Je passerai sur nombre de pièces ou concerts vus ou entrevus sur les planches parisiennes pour arriver aux programmes de notre saison actuelle à Cannes.

 

Un sublimissime ballet d’Antonio Gadès, (Fuenteovejuna), sans doute le chef-d’œuvre du chorégraphe, plein d’énergie et de passion, lecture d’une révolte paysanne aux sons du flamenco. La compagnie préserve de l’usure du temps, cette œuvre majeure de son patrimoine. Les rapports amoureux se confrontent aux rapports de classe dans un affrontement sans merci et la force la plus brutale ne peut enfermer la ferveur d’un peuple qui se soulève contre l’oppression pour sauvegarder son honneur et préserver l’amour. (C’est beau ce que je viens d’écrire, non ?). C’est biblique, c’est romantique et la fusion de l’inspiration flamenco et de l’art chorégraphique en fait un miracle d’équilibre et d’énergie !

 

Reste le week-end dernier, avec un Roland Giraud formidable dans Bonté Divine, la veille de l’annonce du suicide de Treiber. La pièce démarre comme une leçon de philosophie sur les religions, (un prêtre, un imam, un rabbin et un vénérable bouddhiste sont réunis pour une conférence). Par la suite, elle basculera dans une histoire (certes) tirée par les cheveux, support d’une comédie sérieuse où le (sou)rire le partage à la réflexion ! L’ensemble reste attachant, ouvert, intelligent, comme si le simple fait de parler ensemble pouvait bannir la haine et le rejet de l’autre. Communiquer sur ce qui différencie les êtres, c’est déjà accepter la différence ! C’est un manifeste pour la tolérance où l’objectif à atteindre permet d’accepter les quelques faiblesses de la mise en scène… sans états d’âme !

 

Une soirée corse, cela sent à priori, le figatelli grillé au coin du feu, une atmosphère bon enfant, la main sur l’oreille pendant le chant profond et l’accent inimitable de nos frères îliens. Nos amateurs d’exotisme en auront été pour leur frais tant cette soirée fut moderne, riche et particulièrement intense. De 51 Pégase, je ne dirai pas grand-chose tant j’ai déjà couvert d’éloges cette pièce tirée du livre de Marc Biancarelli, présent dans la salle. Beauté des mots et force des images, acteur superbe, mise en scène élégante de Jean-Pierre Lanfranchi… Parfois, quand on programme et que l’on sélectionne une oeuvre, on se pose des questions sur son adéquation dans un lieu et son public, sur la «prise de risques», sur les raisons profondes qui nous motivent. Point d’interrogations pour cette magistrale œuvre de théâtre contemporain présentée à Cannes. La crudité des situations décrites, la violence des propos, la rigueur austère s’effacent devant la beauté de ce moment de grâce absolue d’une introspection collective. C’est un théâtre branché sur le courant continu d’une création en prise directe avec l’écho de la réalité !
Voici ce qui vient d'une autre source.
use crate::{
    ClientConfig, NetworkError, VirtualNetworksApi, VirtualNetworksClient,
    core::infrastructure::api_client::ApiClient,
    tests::support::{TEST_SUBSCRIPTION_ID, create_test_auth, create_test_connection},
};
use std::sync::Arc;
use std::time::Duration;
use wiremock::{
    Mock, MockServer, ResponseTemplate,
    matchers::{body_partial_json, header, method, path, query_param},
};

fn vnet_path(name: &str) -> String {
    format!(
        "/subscriptions/{}/resourceGroups/rg1/providers/Microsoft.Network/virtualNetworks/{}",
        TEST_SUBSCRIPTION_ID, name
    )
}

async fn create_authenticated_client(mock_server: &MockServer) -> VirtualNetworksClient {
    let connection = create_test_connection(&mock_server.uri());
    let config = ClientConfig {
        poll_interval: Duration::from_millis(10),
        ..Default::default()
    };
    let api_client = ApiClient::new(connection, config).unwrap();
    api_client.set_auth(create_test_auth()).await;
    VirtualNetworksClient::new(Arc::new(api_client))
}

#[tokio::test]
async fn test_get_virtual_network() {
    let mock_server = MockServer::start().await;
    let client = create_authenticated_client(&mock_server).await;

    Mock::given(method("GET"))
        .and(path(vnet_path("vnet1")))
        .and(query_param("api-version", "2020-05-01"))
        .and(header("authorization", "Bearer test-token"))
        .respond_with(ResponseTemplate::new(200).set_body_json(serde_json::json!({
            "id": vnet_path("vnet1"),
            "name": "vnet1",
            "location": "northeurope",
            "tags": {"owner": "network-team"},
            "properties": {
                "provisioningState": "Succeeded",
                "addressSpace": {"addressPrefixes": ["10.0.0.0/16"]},
                "dhcpOptions": {"dnsServers": ["10.0.0.4", "10.0.0.5"]},
                "enableDdosProtection": false
            }
        })))
        .mount(&mock_server)
        .await;

    let vnet = client.get("rg1", "vnet1").await.unwrap();
    assert_eq!(vnet.name.as_deref(), Some("vnet1"));
    assert_eq!(vnet.location.as_deref(), Some("northeurope"));
    assert_eq!(vnet.dns_servers(), vec!["10.0.0.4", "10.0.0.5"]);
    assert_eq!(vnet.extra["tags"]["owner"], "network-team");

    let properties = vnet.properties.unwrap();
    assert_eq!(properties.provisioning_state.as_deref(), Some("Succeeded"));
    assert_eq!(properties.extra["enableDdosProtection"], false);
}

#[tokio::test]
async fn test_get_missing_virtual_network() {
    let mock_server = MockServer::start().await;
    let client = create_authenticated_client(&mock_server).await;

    Mock::given(method("GET"))
        .and(path(vnet_path("gone")))
        .respond_with(ResponseTemplate::new(404).set_body_json(serde_json::json!({
            "error": {"code": "ResourceNotFound", "message": "gone"}
        })))
        .mount(&mock_server)
        .await;

    let result = client.get("rg1", "gone").await;
    assert!(matches!(result, Err(NetworkError::NotFound { .. })));
}

#[tokio::test]
async fn test_update_waits_for_provisioning_state() {
    let mock_server = MockServer::start().await;
    let client = create_authenticated_client(&mock_server).await;

    let body = serde_json::json!({
        "location": "northeurope",
        "properties": {
            "provisioningState": "Updating",
            "dhcpOptions": {"dnsServers": ["10.0.0.4"]}
        }
    });

    Mock::given(method("PUT"))
        .and(path(vnet_path("vnet1")))
        .and(body_partial_json(serde_json::json!({
            "properties": {"dhcpOptions": {"dnsServers": ["10.0.0.4"]}}
        })))
        .respond_with(ResponseTemplate::new(200).set_body_json(body.clone()))
        .expect(1)
        .mount(&mock_server)
        .await;

    Mock::given(method("GET"))
        .and(path(vnet_path("vnet1")))
        .respond_with(ResponseTemplate::new(200).set_body_json(body.clone()))
        .up_to_n_times(1)
        .mount(&mock_server)
        .await;

    Mock::given(method("GET"))
        .and(path(vnet_path("vnet1")))
        .respond_with(ResponseTemplate::new(200).set_body_json(serde_json::json!({
            "location": "northeurope",
            "properties": {"provisioningState": "Succeeded"}
        })))
        .expect(1)
        .mount(&mock_server)
        .await;

    let parameters = serde_json::from_value(body).unwrap();
    let operation = client
        .create_or_update("rg1", "vnet1", &parameters)
        .await
        .unwrap();
    operation.wait_for_completion().await.unwrap();
}

#[tokio::test]
async fn test_update_rejected_by_service() {
    let mock_server = MockServer::start().await;
    let client = create_authenticated_client(&mock_server).await;

    Mock::given(method("PUT"))
        .and(path(vnet_path("vnet1")))
        .respond_with(ResponseTemplate::new(400).set_body_json(serde_json::json!({
            "error": {
                "code": "InvalidRequestFormat",
                "message": "Cannot parse the request."
            }
        })))
        .mount(&mock_server)
        .await;

    let parameters = serde_json::from_value(serde_json::json!({"location": "northeurope"})).unwrap();
    let result = client.create_or_update("rg1", "vnet1", &parameters).await;
    match result {
        Err(NetworkError::Api { status, code, .. }) => {
            assert_eq!(status, 400);
            assert_eq!(code, "InvalidRequestFormat");
        }
        Err(other) => panic!("unexpected error: {:?}", other),
        Ok(_) => panic!("the update must be rejected"),
    }
}

#[tokio::test]
async fn test_names_are_percent_encoded() {
    let mock_server = MockServer::start().await;
    let client = create_authenticated_client(&mock_server).await;

    Mock::given(method("GET"))
        .and(path(format!(
            "/subscriptions/{}/resourceGroups/rg%201/providers/Microsoft.Network/virtualNetworks/a%23b",
            TEST_SUBSCRIPTION_ID
        )))
        .and(query_param("api-version", "2020-05-01"))
        .respond_with(ResponseTemplate::new(200).set_body_json(serde_json::json!({
            "name": "a#b",
            "properties": {"provisioningState": "Succeeded"}
        })))
        .expect(1)
        .mount(&mock_server)
        .await;

    let vnet = client.get("rg 1", "a#b").await.unwrap();
    assert_eq!(vnet.name.as_deref(), Some("a#b"));
}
Et comme pour se sublimer, la soirée corse se clôturera avec un concert de l’Alba, un groupe de la 2ème génération, libéré des angoisses existentielles de leurs aînés focalisés sur la recherche d’une identité et de racines, s’épanouissant dans une musique instrumentale subtile, mixant les chants et la polyphonie, profane ou sacrée, mise en lumière ritualisée, instruments baroques, vent ouvert d’influence diverses orientales.

Voilà, n’en déplaise aux esprits chagrins, une soirée corse fait aussi appel à la modernité et à l’intelligence entre deux mastications de « lonzo » et de « salsiccia ».

 

Bientôt le Festival des jeux, Paris encore pour les derniers réglages d’une saison à venir. La vie continue même dans les frimas d’un hiver rude. Sortez, même couverts, mais sortez s’il vous plait, le monde à besoin de vous et de l’obscurité des salles de spectacle jaillira la lumière !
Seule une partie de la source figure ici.